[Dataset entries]
++++++
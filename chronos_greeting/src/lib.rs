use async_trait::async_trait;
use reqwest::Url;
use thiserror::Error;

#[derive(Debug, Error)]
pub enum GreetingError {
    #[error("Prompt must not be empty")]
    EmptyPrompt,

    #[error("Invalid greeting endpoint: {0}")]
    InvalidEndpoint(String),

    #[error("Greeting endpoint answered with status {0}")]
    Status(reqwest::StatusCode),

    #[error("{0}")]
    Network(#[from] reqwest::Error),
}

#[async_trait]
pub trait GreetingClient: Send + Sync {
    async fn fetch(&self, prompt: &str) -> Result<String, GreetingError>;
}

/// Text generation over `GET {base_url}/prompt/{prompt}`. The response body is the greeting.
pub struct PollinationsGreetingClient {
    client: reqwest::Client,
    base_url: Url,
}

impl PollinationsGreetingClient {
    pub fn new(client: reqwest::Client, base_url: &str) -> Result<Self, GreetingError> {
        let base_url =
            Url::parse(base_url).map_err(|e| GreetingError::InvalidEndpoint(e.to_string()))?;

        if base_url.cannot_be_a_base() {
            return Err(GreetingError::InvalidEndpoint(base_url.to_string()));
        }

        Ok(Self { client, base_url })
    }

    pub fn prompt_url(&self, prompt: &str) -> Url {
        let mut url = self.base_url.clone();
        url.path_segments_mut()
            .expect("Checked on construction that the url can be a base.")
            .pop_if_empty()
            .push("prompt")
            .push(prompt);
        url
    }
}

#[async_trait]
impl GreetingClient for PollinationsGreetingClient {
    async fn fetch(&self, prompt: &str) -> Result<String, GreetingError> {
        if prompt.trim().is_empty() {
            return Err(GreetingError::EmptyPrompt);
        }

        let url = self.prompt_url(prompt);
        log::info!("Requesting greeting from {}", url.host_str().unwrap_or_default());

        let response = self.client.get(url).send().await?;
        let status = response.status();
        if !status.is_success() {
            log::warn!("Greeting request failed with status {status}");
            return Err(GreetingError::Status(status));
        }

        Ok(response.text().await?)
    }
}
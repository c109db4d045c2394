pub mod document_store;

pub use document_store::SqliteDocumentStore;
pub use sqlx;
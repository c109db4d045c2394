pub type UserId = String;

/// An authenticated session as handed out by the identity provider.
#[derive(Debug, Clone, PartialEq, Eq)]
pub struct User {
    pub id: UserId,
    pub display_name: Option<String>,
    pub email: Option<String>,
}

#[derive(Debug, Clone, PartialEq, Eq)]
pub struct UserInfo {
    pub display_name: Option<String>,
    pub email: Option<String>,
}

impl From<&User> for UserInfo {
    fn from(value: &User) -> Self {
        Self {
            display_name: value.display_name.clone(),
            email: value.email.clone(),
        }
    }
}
++++++
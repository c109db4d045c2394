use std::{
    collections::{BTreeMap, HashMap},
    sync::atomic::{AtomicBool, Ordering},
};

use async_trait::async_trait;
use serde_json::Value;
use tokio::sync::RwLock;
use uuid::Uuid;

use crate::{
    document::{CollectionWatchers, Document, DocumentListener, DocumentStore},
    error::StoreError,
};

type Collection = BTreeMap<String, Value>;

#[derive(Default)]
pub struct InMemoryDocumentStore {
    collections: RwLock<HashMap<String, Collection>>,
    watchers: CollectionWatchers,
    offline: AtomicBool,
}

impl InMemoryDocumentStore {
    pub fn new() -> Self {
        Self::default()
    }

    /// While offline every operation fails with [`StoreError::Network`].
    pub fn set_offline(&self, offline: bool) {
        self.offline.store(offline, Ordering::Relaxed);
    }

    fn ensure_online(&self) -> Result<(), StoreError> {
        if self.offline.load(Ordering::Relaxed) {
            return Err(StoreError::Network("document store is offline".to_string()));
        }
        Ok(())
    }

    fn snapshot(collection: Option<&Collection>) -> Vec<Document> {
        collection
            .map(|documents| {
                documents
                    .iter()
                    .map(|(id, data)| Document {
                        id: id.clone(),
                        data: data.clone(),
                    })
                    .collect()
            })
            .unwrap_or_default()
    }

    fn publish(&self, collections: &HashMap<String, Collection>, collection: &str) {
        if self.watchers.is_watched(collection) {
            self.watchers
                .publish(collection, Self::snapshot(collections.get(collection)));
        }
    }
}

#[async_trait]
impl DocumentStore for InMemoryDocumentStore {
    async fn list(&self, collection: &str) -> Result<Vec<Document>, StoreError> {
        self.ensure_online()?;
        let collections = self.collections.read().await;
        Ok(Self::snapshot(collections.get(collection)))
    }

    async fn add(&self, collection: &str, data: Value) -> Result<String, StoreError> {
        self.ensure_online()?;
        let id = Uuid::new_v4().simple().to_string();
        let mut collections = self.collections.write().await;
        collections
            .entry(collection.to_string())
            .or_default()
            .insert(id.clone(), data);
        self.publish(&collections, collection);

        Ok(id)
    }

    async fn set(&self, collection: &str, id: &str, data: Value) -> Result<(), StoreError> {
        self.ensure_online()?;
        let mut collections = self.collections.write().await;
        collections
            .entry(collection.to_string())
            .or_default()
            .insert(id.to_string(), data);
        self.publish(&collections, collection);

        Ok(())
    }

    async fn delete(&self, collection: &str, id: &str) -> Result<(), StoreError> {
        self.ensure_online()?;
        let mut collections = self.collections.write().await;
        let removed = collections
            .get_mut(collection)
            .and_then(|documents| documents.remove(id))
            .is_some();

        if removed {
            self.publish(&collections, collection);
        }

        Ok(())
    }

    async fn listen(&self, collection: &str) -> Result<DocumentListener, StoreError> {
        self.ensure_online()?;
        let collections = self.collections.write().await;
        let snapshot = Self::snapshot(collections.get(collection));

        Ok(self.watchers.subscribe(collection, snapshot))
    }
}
++++++
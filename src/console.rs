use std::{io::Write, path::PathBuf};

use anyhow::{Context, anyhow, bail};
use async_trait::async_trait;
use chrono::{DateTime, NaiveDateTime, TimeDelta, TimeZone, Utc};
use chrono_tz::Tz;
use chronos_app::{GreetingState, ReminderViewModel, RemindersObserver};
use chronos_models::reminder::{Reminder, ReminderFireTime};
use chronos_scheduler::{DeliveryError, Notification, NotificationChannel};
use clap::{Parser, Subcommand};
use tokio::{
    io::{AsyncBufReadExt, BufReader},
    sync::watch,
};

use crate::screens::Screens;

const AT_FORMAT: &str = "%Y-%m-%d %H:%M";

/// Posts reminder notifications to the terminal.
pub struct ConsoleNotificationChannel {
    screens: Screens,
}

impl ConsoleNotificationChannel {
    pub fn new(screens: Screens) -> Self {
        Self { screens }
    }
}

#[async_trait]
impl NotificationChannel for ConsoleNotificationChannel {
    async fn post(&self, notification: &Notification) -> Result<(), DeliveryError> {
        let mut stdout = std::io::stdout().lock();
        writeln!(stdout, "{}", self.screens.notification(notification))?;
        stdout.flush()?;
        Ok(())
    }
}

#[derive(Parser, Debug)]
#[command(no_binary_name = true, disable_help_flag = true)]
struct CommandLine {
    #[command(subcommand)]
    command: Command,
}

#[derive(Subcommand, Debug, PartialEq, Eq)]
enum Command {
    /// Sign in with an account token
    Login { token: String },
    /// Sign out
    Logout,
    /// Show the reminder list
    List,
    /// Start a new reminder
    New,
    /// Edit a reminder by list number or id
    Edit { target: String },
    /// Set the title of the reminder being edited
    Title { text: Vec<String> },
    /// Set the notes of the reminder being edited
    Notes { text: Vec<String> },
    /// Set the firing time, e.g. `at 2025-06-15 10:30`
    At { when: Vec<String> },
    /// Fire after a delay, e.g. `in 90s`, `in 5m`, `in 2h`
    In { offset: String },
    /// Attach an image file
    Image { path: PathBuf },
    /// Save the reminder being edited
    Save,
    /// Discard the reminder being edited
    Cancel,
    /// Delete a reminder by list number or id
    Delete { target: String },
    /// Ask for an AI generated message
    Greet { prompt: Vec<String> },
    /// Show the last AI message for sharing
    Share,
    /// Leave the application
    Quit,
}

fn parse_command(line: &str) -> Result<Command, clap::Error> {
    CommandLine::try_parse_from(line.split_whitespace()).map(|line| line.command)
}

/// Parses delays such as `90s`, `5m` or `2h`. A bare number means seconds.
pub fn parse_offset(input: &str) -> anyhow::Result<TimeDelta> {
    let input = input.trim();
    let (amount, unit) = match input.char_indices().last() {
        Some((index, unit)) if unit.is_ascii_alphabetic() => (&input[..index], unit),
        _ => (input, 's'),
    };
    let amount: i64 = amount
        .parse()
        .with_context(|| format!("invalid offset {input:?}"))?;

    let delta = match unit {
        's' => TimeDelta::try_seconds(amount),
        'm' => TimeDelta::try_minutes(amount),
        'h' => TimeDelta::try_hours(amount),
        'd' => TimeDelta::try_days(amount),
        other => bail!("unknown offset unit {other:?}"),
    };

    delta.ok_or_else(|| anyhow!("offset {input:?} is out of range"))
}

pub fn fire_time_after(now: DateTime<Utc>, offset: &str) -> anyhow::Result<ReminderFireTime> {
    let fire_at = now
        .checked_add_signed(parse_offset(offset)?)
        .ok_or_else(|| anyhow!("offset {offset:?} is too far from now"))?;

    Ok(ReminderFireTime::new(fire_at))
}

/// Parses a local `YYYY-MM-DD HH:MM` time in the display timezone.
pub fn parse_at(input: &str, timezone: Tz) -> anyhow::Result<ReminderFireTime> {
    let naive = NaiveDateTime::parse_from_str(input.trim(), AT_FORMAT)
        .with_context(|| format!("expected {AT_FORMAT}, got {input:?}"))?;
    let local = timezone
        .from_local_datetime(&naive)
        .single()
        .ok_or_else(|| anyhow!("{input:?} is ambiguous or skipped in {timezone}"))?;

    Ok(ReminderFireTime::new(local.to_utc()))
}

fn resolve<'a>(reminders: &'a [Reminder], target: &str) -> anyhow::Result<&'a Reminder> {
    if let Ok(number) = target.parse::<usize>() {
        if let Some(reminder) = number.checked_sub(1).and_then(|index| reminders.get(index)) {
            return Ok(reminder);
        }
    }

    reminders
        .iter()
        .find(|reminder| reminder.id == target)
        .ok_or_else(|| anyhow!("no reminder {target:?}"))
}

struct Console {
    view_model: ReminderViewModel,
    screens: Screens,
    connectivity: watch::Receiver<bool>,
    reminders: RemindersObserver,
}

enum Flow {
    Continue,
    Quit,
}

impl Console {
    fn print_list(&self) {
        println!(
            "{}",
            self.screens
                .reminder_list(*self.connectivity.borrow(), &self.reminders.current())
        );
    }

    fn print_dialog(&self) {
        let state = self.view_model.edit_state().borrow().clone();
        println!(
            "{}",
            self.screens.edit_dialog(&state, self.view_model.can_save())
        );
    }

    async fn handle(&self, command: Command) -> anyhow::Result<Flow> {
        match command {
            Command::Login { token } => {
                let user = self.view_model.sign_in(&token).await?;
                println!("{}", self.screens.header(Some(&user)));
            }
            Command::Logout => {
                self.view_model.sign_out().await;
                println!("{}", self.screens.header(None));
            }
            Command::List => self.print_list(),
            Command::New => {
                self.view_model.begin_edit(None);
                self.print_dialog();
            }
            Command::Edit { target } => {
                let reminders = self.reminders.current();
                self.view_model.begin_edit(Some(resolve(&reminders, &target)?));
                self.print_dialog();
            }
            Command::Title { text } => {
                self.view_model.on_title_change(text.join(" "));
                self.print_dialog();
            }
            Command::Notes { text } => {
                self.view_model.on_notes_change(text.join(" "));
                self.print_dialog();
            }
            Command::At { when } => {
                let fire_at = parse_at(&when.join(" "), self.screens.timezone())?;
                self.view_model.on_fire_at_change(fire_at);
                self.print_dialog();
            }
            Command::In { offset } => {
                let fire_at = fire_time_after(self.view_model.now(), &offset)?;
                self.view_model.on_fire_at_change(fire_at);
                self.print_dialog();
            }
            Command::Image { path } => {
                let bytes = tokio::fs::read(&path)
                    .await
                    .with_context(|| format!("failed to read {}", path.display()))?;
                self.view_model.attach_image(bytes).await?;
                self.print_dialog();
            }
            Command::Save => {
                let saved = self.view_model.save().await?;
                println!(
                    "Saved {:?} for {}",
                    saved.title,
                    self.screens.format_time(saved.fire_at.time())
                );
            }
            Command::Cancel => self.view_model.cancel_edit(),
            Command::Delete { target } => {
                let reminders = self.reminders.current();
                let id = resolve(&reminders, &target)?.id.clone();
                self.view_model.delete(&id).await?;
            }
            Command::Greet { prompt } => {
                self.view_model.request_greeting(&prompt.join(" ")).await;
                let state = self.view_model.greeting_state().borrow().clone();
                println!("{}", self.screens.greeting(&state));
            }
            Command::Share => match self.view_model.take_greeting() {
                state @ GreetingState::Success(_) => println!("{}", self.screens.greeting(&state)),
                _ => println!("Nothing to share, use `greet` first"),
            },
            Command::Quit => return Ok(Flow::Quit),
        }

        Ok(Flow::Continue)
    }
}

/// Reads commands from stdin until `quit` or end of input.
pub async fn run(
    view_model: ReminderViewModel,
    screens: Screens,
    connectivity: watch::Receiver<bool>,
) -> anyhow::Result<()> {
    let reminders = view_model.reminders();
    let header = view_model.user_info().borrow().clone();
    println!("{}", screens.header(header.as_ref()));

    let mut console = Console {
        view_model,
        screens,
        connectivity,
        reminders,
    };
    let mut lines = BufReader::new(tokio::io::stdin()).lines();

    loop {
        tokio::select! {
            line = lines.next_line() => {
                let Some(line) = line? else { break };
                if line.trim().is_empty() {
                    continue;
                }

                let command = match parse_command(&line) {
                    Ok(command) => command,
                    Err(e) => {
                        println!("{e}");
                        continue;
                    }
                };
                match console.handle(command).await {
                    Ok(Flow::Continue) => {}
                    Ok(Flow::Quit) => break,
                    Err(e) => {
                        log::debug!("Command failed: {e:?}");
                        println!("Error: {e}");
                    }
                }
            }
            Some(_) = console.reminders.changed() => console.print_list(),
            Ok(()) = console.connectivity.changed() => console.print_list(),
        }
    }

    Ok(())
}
++++++
Scan the entries for the word "changed". Report each line that has it.

### Solution to this task
            Some(_) = console.reminders.changed() => console.print_list(),
            Ok(()) = console.connectivity.changed() => console.print_list(),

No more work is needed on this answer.